Write out the entries below once more, exactly.

== Records to process

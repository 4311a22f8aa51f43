use std::path::Path;

use anyhow::Context;

use crate::catalog::ExerciseCatalog;
use crate::config::AnalysisConfig;

/// Leser øvelseskatalog fra disk (JSON). Ugyldig katalog er fatal for kalleren.
pub fn load_catalog(path: impl AsRef<Path>) -> anyhow::Result<ExerciseCatalog> {
    let path = path.as_ref();
    let contents = std::fs::read_to_string(path)
        .with_context(|| format!("kunne ikke lese katalog {}", path.display()))?;
    let catalog = ExerciseCatalog::from_json_str(&contents)
        .with_context(|| format!("ugyldig katalog {}", path.display()))?;
    log::info!("📂 Katalog lastet fra {} ({} øvelser)", path.display(), catalog.len());
    Ok(catalog)
}

/// Leser analysekonfig fra disk (JSON).
/// Hvis filen ikke finnes, returneres standardkonfig.
pub fn load_config(path: impl AsRef<Path>) -> anyhow::Result<AnalysisConfig> {
    let path = path.as_ref();
    if !path.exists() {
        log::warn!("⚠️ Fant ikke config på {}, bruker standardverdier", path.display());
        return Ok(AnalysisConfig::default());
    }
    let contents = std::fs::read_to_string(path)
        .with_context(|| format!("kunne ikke lese config {}", path.display()))?;
    let cfg = AnalysisConfig::from_json_str(&contents)
        .with_context(|| format!("ugyldig config {}", path.display()))?;
    log::info!("📂 Config lastet fra {}", path.display());
    Ok(cfg)
}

====

*Answer*.
repository 4311a22f8aa51f43
use std::path::Path;

use anyhow::Context;

use crate::catalog::ExerciseCatalog;
use crate::config::AnalysisConfig;

/// Leser øvelseskatalog fra disk (JSON). Ugyldig katalog er fatal for kalleren.
pub fn load_catalog(path: impl AsRef<Path>) -> anyhow::Result<ExerciseCatalog> {
    let path = path.as_ref();
    let contents = std::fs::read_to_string(path)
        .with_context(|| format!("kunne ikke lese katalog {}", path.display()))?;
    let catalog = ExerciseCatalog::from_json_str(&contents)
        .with_context(|| format!("ugyldig katalog {}", path.display()))?;
    log::info!("📂 Katalog lastet fra {} ({} øvelser)", path.display(), catalog.len());
    Ok(catalog)
}

/// Leser analysekonfig fra disk (JSON).
/// Hvis filen ikke finnes, returneres standardkonfig.
pub fn load_config(path: impl AsRef<Path>) -> anyhow::Result<AnalysisConfig> {
    let path = path.as_ref();
    if !path.exists() {
        log::warn!("⚠️ Fant ikke config på {}, bruker standardverdier", path.display());
        return Ok(AnalysisConfig::default());
    }
    let contents = std::fs::read_to_string(path)
        .with_context(|| format!("kunne ikke lese config {}", path.display()))?;
    let cfg = AnalysisConfig::from_json_str(&contents)
        .with_context(|| format!("ugyldig config {}", path.display()))?;
    log::info!("📂 Config lastet fra {}", path.display());
    Ok(cfg)
}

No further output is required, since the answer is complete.